Rosatom spokesman Sergei Novikov told RIA Novosti that the first reactor at the Bushehr NPP would be loaded with nuclear fuel on August 21.

"From then on, it [the reactor] will be qualified as [an operational] nuclear power plant," Novikov said.

A Russian delegation headed by Rosatom chief Sergei Kiriyenko will attend the launch ceremony.

The construction of Iran's first nuclear plant was begun in 1975 by several German construction companies. They pulled out following a U.S. embargo on high-technology supplies to Iran after the 1979 Islamic Revolution and the subsequent U.S. Embassy siege in Tehran.

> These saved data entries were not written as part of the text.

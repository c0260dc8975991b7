// Copyright 2026 the Waypost Authors
// SPDX-License-Identifier: Apache-2.0 OR MIT

//! Handler entities: what a pattern maps to.
//!
//! Both kinds receive the same inputs, the requested URL string and the
//! placeholder bindings of the winning match; they differ only in outcome.
//! Modeled as a tagged variant rather than a trait hierarchy because there
//! are exactly two kinds and dispatch sites want to know which they hit.

use waypost_matcher::Bindings;

/// Builds a destination value from a matched URL, or declines with `None`.
pub type FactoryFn<T> = Box<dyn Fn(&str, &Bindings) -> Option<T>>;

/// Performs a side effect for a matched URL; `true` means it was consumed.
pub type OpenHandlerFn = Box<dyn Fn(&str, &Bindings) -> bool>;

/// A registered target for one pattern.
pub enum Handler<T> {
    /// A constructible destination factory.
    Factory(FactoryFn<T>),
    /// A callable open handler.
    Open(OpenHandlerFn),
}

impl<T> Handler<T> {
    /// Whether this entity is a destination factory.
    pub fn is_factory(&self) -> bool {
        matches!(self, Self::Factory(_))
    }

    /// Whether this entity is an open handler.
    pub fn is_open(&self) -> bool {
        matches!(self, Self::Open(_))
    }
}

impl<T> core::fmt::Debug for Handler<T> {
    fn fmt(&self, f: &mut core::fmt::Formatter<'_>) -> core::fmt::Result {
        f.write_str(match self {
            Self::Factory(_) => "Handler::Factory",
            Self::Open(_) => "Handler::Open",
        })
    }
}

#[cfg(test)]
mod tests {
    use super::*;

    #[test]
    fn kind_predicates() {
        let factory: Handler<u32> = Handler::Factory(Box::new(|_, _| Some(1)));
        let open: Handler<u32> = Handler::Open(Box::new(|_, _| true));
        assert!(factory.is_factory() && !factory.is_open());
        assert!(open.is_open() && !open.is_factory());
    }
}
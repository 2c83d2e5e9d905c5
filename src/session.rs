//! Presentation-side driver for a research run.
//!
//! A [`ResearchSession`] owns the user's parameters and a [`StopFlag`],
//! pulls snapshots from the pipeline, and reports progress and changed
//! fields to a [`SessionObserver`]. The flag is checked between snapshots;
//! once raised the session stops pulling and the pipeline simply goes idle.

use futures::StreamExt;
use std::collections::HashMap;
use std::sync::atomic::{AtomicBool, Ordering};
use std::sync::Arc;
use tracing::{info, warn};

use crate::error::ResearchError;
use crate::pipeline::{Node, ResearchPipeline};
use crate::state::{ResearchState, StateField};
use crate::tags::strip_code_fences;

/// Cooperative cancellation flag shared between the session and whoever
/// wants to stop it (a Ctrl-C handler, a UI button).
#[derive(Debug, Clone, Default)]
pub struct StopFlag(Arc<AtomicBool>);

impl StopFlag {
    pub fn new() -> Self {
        Self::default()
    }

    pub fn raise(&self) {
        self.0.store(true, Ordering::SeqCst);
    }

    pub fn is_raised(&self) -> bool {
        self.0.load(Ordering::SeqCst)
    }
}

/// User-supplied research parameters.
#[derive(Debug, Clone, PartialEq, Eq)]
pub struct ResearchParams {
    pub query: String,
    pub depth: u32,
    pub breadth: u32,
}

impl ResearchParams {
    pub fn initial_state(&self) -> ResearchState {
        ResearchState::new(self.query.clone(), self.depth, self.breadth)
    }
}

/// Receives progress while a session runs.
pub trait SessionObserver {
    /// Called after every snapshot with its 1-based position.
    fn on_progress(&mut self, _step: usize, _total: usize, _node: Node) {}

    /// Called when a displayed field differs from what was last shown.
    /// `text` has code fences removed.
    fn on_field_changed(&mut self, _field: StateField, _text: &str) {}
}

/// How a session ended.
#[derive(Debug, Clone, PartialEq, Eq)]
pub enum SessionOutcome {
    /// The report node ran. `report` has code fences removed.
    Completed { report: String, steps: usize },
    /// The stop flag was raised; `last` is the last snapshot seen, if any.
    Stopped {
        last: Option<ResearchState>,
        steps: usize,
    },
}

/// One research run as seen by a front end.
#[derive(Debug)]
pub struct ResearchSession {
    params: ResearchParams,
    stop: StopFlag,
    displayed: HashMap<StateField, String>,
}

impl ResearchSession {
    pub fn new(params: ResearchParams) -> Self {
        Self {
            params,
            stop: StopFlag::new(),
            displayed: HashMap::new(),
        }
    }

    pub fn params(&self) -> &ResearchParams {
        &self.params
    }

    /// A handle that stops this session when raised.
    pub fn stop_flag(&self) -> StopFlag {
        self.stop.clone()
    }

    pub fn total_steps(&self) -> usize {
        ResearchPipeline::total_steps(self.params.depth)
    }

    /// Run the pipeline until it finishes, fails, or the stop flag is raised.
    pub async fn drive(
        &mut self,
        pipeline: &ResearchPipeline,
        observer: &mut dyn SessionObserver,
    ) -> Result<SessionOutcome, ResearchError> {
        self.displayed.clear();
        let total = self.total_steps();
        let events = pipeline.run(self.params.initial_state());
        futures::pin_mut!(events);

        let mut steps = 0;
        let mut last: Option<ResearchState> = None;

        loop {
            if self.stop.is_raised() {
                warn!(steps, "Research stopped by user");
                return Ok(SessionOutcome::Stopped { last, steps });
            }

            let Some(event) = events.next().await else {
                break;
            };
            let event = event?;
            steps += 1;

            observer.on_progress(steps, total, event.node);
            self.show_changes(&event.state, observer);

            let finished = event.node.is_terminal();
            last = Some(event.state);
            if finished {
                break;
            }
        }

        let report = last
            .as_ref()
            .map(|state| strip_code_fences(&state.report).to_string())
            .unwrap_or_default();
        info!(steps, "Research session completed");
        Ok(SessionOutcome::Completed { report, steps })
    }

    fn show_changes(&mut self, state: &ResearchState, observer: &mut dyn SessionObserver) {
        for field in StateField::ALL {
            let value = state.field(field);
            let shown = self.displayed.get(&field).map(String::as_str).unwrap_or("");
            if value != shown {
                observer.on_field_changed(field, strip_code_fences(value));
                self.displayed.insert(field, value.to_string());
            }
        }
    }
}

/// Progress as a whole percentage, capped at 100.
pub fn progress_percent(step: usize, total: usize) -> u8 {
    if total == 0 {
        return 100;
    }
    (step.saturating_mul(100) / total).min(100) as u8
}

#[cfg(test)]
mod tests {
    use super::*;

    #[test]
    fn test_stop_flag_is_shared() {
        let flag = StopFlag::new();
        let handle = flag.clone();
        assert!(!flag.is_raised());
        handle.raise();
        assert!(flag.is_raised());
    }

    #[test]
    fn test_progress_percent() {
        assert_eq!(progress_percent(0, 13), 0);
        assert_eq!(progress_percent(6, 13), 46);
        assert_eq!(progress_percent(13, 13), 100);
        assert_eq!(progress_percent(20, 13), 100);
        assert_eq!(progress_percent(1, 0), 100);
    }

    #[test]
    fn test_session_total_steps() {
        let session = ResearchSession::new(ResearchParams {
            query: "rust".into(),
            depth: 2,
            breadth: 3,
        });
        assert_eq!(session.total_steps(), 19);
        assert_eq!(session.params().initial_state().depth, 2);
    }
}
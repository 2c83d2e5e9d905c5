//! Prompt templates for the research pipeline.
//!
//! Each node builds its user prompt from the current [`ResearchState`]; all
//! of them share the same system prompt.

use chrono::Local;

use crate::state::ResearchState;

/// Refinement marker appended to the query before each new iteration.
pub const REFINEMENT_MARKER: &str = " + (refined with new subtopics)";

/// Prompt templates for the research pipeline
pub struct ResearchPrompts;

impl ResearchPrompts {
    /// Get the current date formatted for prompts
    fn current_date() -> String {
        Local::now().format("%Y-%m-%d").to_string()
    }

    /// System prompt shared by every node.
    pub fn system() -> String {
        format!(
            r#"**Research Agent Prompt (Effective [{date}])**

You are a highly experienced and detail-oriented research agent. Your responses must meet the following guidelines:

1. **Research Scope & Accuracy**
   - **Post-Cutoff Subjects:** When researching topics beyond conventional knowledge cutoffs, assume user-provided news and data are accurate and current.
   - **Absolute Accuracy:** Verify every detail. Double-check all claims and data.

2. **Depth, Detail, & Organization**
   - **Expert-Level Detail:** Give comprehensive, in-depth explanations without oversimplification. Assume the user is a seasoned analyst.
   - **Logical Structure:** Organize responses with clear sections, bullet points, and subheadings.
   - **Thorough Analysis:** Include nuanced arguments and multiple perspectives, including emerging technologies and contrarian viewpoints.

3. **Proactivity & Anticipation**
   - **Anticipate Needs:** Suggest solutions or alternative approaches that might not have been considered.
   - **Future-Oriented Thinking:** Identify implications and future trends. Clearly flag any speculation.

4. **Objectivity & Critical Analysis**
   - **Evidence over Authority:** Base conclusions on solid arguments and verified data.
   - **Balanced Evaluation:** Present strengths, weaknesses, risks, and opportunities.
   - **Risk Awareness:** Note potential biases and uncertainties.

5. **Formatting & Clarity**
   - Use concise language and logical formatting. Every sentence should add value.

6. **Speculation & Predictions**
   - Label speculative insights as such and use them only when they enrich the analysis.
"#,
            date = Self::current_date()
        )
    }

    /// Learner: outline the research for the current query.
    pub fn learner(state: &ResearchState) -> String {
        format!(
            "You are a research assistant. We have a query: '{query}'.\n\
             Depth: {depth}, Breadth: {breadth}.\n\
             Generate an outline of subtopics or steps to research deeply. \
             First talk about the goal of the research that this query is meant to accomplish, \
             then go deeper into how to advance the research once the results are found, \
             mention additional research directions. Be as specific as possible, \
             especially for additional research directions.\n\
             Previous Learnings and Directions:\n{learnings}\n{directions}\n\
             Today's Date: {date}",
            query = state.query,
            depth = state.depth,
            breadth = state.breadth,
            learnings = state.learnings,
            directions = state.directions,
            date = Self::current_date(),
        )
    }

    /// SERP queries: turn the outline into a single tagged search query.
    pub fn serp_queries(state: &ResearchState) -> String {
        format!(
            "User Prompt : {results}\n---------\n\
             Given the following prompt from the user, generate a list of SERP queries to research the topic. \
             Return a maximum of 1 queries, but feel free to return less if the original prompt is clear.\n\
             You have to return in XML format example : <query>Quantum Computing breakthroughs</query>\n\
             Make sure each query is unique and not similar to each other:",
            results = state.results,
        )
    }

    /// Process results: bullet-summarize the crawled documents.
    pub fn summarize(state: &ResearchState) -> String {
        format!(
            "Summarize the following research findings in bullet points. \
             Highlight key learnings and potential directions.\n\n{results}",
            results = state.results,
        )
    }

    /// Compile results: three follow-up directions from the learnings.
    pub fn directions(state: &ResearchState) -> String {
        format!(
            "Based on these learnings:\n{learnings}\nList 3 next directions or deeper questions to explore.",
            learnings = state.learnings,
        )
    }

    /// Markdown report for the final state.
    pub fn report(state: &ResearchState) -> String {
        format!(
            "Generate a markdown report based on the research findings. \
             Include the query, key learnings, and potential solutions you have found.\n\n\
             -Final Report\n\n- Query\n{query}\n\n- Key Learnings\n{learnings}\n\n",
            query = state.query,
            learnings = state.learnings,
        )
    }
}
//! # Error Types
//!
//! Every failure the pipeline can surface is a [`ResearchError`]. Errors from
//! the two HTTP clients are classified once into [`UpstreamError`] so callers
//! can tell an expired API key from a flaky network without string matching.

use reqwest::StatusCode;
use thiserror::Error;

/// Which external service produced an upstream failure.
#[derive(Debug, Clone, Copy, PartialEq, Eq)]
pub enum Service {
    TextGeneration,
    WebSearch,
}

impl std::fmt::Display for Service {
    fn fmt(&self, f: &mut std::fmt::Formatter<'_>) -> std::fmt::Result {
        match self {
            Service::TextGeneration => f.write_str("text generation"),
            Service::WebSearch => f.write_str("web search"),
        }
    }
}

/// Top-level error for a research run.
#[derive(Error, Debug)]
pub enum ResearchError {
    /// A required setting is missing or out of range.
    #[error("Configuration error: {0}")]
    Configuration(String),

    /// Generated text did not contain the expected `<tag>...</tag>` span.
    #[error("Parse error: expected <{tag}>...</{tag}> in generated text")]
    Parse { tag: String },

    /// Network or provider failure from one of the external clients.
    #[error("Upstream {service} error: {source}")]
    Upstream {
        service: Service,
        #[source]
        source: UpstreamError,
    },

    /// The initial research parameters were rejected.
    #[error("Invalid input: {0}")]
    InvalidInput(String),
}

impl ResearchError {
    pub fn upstream(service: Service, source: UpstreamError) -> Self {
        ResearchError::Upstream { service, source }
    }

    pub fn parse(tag: impl Into<String>) -> Self {
        ResearchError::Parse { tag: tag.into() }
    }

    /// Short hint for the CLI to print under the error message.
    pub fn hint(&self) -> Option<&'static str> {
        match self {
            ResearchError::Configuration(_) => {
                Some("Run `relearnweb settings set KEY=VALUE` or edit your .env file")
            }
            ResearchError::Upstream {
                source: UpstreamError::Unauthorized,
                ..
            } => Some("Check that the API key for this service is valid"),
            ResearchError::Upstream {
                source: UpstreamError::RateLimited,
                ..
            } => Some("The provider is rate limiting you; wait a moment and retry"),
            ResearchError::Parse { .. } => {
                Some("The model ignored the requested format; try again or use a stronger model")
            }
            _ => None,
        }
    }
}

/// Classified failure of an HTTP call to an external service.
#[derive(Error, Debug)]
pub enum UpstreamError {
    #[error("Request timed out")]
    Timeout,

    #[error("Connection failed: {0}")]
    Connection(String),

    #[error("Network error: {0}")]
    Network(String),

    #[error("Unauthorized - check API key")]
    Unauthorized,

    #[error("Rate limited - too many requests")]
    RateLimited,

    #[error("Bad request: {0}")]
    BadRequest(String),

    #[error("Server error ({0}): {1}")]
    ServerError(u16, String),

    #[error("HTTP error ({0}): {1}")]
    HttpError(u16, String),

    #[error("Failed to decode response: {0}")]
    Decode(String),

    /// The provider answered 200 but reported a failure in the body.
    #[error("Provider reported failure: {0}")]
    Provider(String),
}

impl UpstreamError {
    /// Map a non-success status and its body text.
    pub fn from_status(status: StatusCode, body: String) -> Self {
        match status.as_u16() {
            401 | 403 => UpstreamError::Unauthorized,
            429 => UpstreamError::RateLimited,
            400 => UpstreamError::BadRequest(body),
            code @ 500..=599 => UpstreamError::ServerError(code, body),
            code => UpstreamError::HttpError(code, body),
        }
    }
}

impl From<reqwest::Error> for UpstreamError {
    fn from(e: reqwest::Error) -> Self {
        if e.is_timeout() {
            UpstreamError::Timeout
        } else if e.is_connect() {
            UpstreamError::Connection(e.to_string())
        } else if e.is_decode() {
            UpstreamError::Decode(e.to_string())
        } else {
            UpstreamError::Network(e.to_string())
        }
    }
}
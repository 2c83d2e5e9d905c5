//! Research state threaded through the pipeline.

/// The record every pipeline node reads and updates.
///
/// One value exists per run. Snapshots handed to the caller are clones, so
/// the caller can keep them after the run moves on.
#[derive(Debug, Clone, Default, PartialEq, Eq)]
pub struct ResearchState {
    /// Current research query, rewritten on every iteration
    pub query: String,

    /// Remaining refinement iterations
    pub depth: u32,

    /// Advisory fan-out hint; only shown to the model
    pub breadth: u32,

    /// Outline from the learner, then rendered search results
    pub results: String,

    /// Bullet summary of the latest results
    pub learnings: String,

    /// Suggested next research directions
    pub directions: String,

    /// Final markdown report, set by the last node only
    pub report: String,
}

impl ResearchState {
    pub fn new(query: impl Into<String>, depth: u32, breadth: u32) -> Self {
        Self {
            query: query.into(),
            depth,
            breadth,
            ..Self::default()
        }
    }

    /// Read a displayable field.
    pub fn field(&self, field: StateField) -> &str {
        match field {
            StateField::Query => &self.query,
            StateField::Directions => &self.directions,
            StateField::Learnings => &self.learnings,
            StateField::Report => &self.report,
        }
    }
}

/// The text fields a front end shows while a run progresses.
#[derive(Debug, Clone, Copy, PartialEq, Eq, Hash)]
pub enum StateField {
    Query,
    Directions,
    Learnings,
    Report,
}

impl StateField {
    pub const ALL: [StateField; 4] = [
        StateField::Query,
        StateField::Directions,
        StateField::Learnings,
        StateField::Report,
    ];

    pub fn label(&self) -> &'static str {
        match self {
            StateField::Query => "Query",
            StateField::Directions => "Directions",
            StateField::Learnings => "Learnings",
            StateField::Report => "Report",
        }
    }
}

#[cfg(test)]
mod tests {
    use super::*;

    #[test]
    fn test_new_state_is_blank() {
        let state = ResearchState::new("Quantum Computing breakthroughs", 1, 3);

        assert_eq!(state.query, "Quantum Computing breakthroughs");
        assert_eq!(state.depth, 1);
        assert_eq!(state.breadth, 3);
        assert!(state.results.is_empty());
        assert!(state.report.is_empty());
    }

    #[test]
    fn test_field_access() {
        let mut state = ResearchState::new("q", 0, 1);
        state.directions = "d".to_string();
        assert_eq!(state.field(StateField::Query), "q");
        assert_eq!(state.field(StateField::Directions), "d");
        assert_eq!(state.field(StateField::Report), "");
    }
}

Russia signed a contract with Iran to complete construction in February 1998.

On June 9, 2010, the UN Security Council approved a fourth round of sanctions against Iran over its nuclear program, including tougher financial controls and an expanded arms embargo, as well as an asset ban on three dozen companies and a travel freeze on individuals.

Later, the United States and the European Union imposed extra sanctions against Iran, including tougher restrictions on the energy sector and a tougher trade embargo.

The construction of the Bushehr Nuclear Power Plant has not been affected by the sanctions against Iran.

John R.Bolton, a Senior Fellow at the neo-conservative American Enterprise Institute announces August 21 as the de facto deadline for an Israeli attack on the Bushehr Nuclear Reactor. The following article is based on Bolton's war mongering on Fox News.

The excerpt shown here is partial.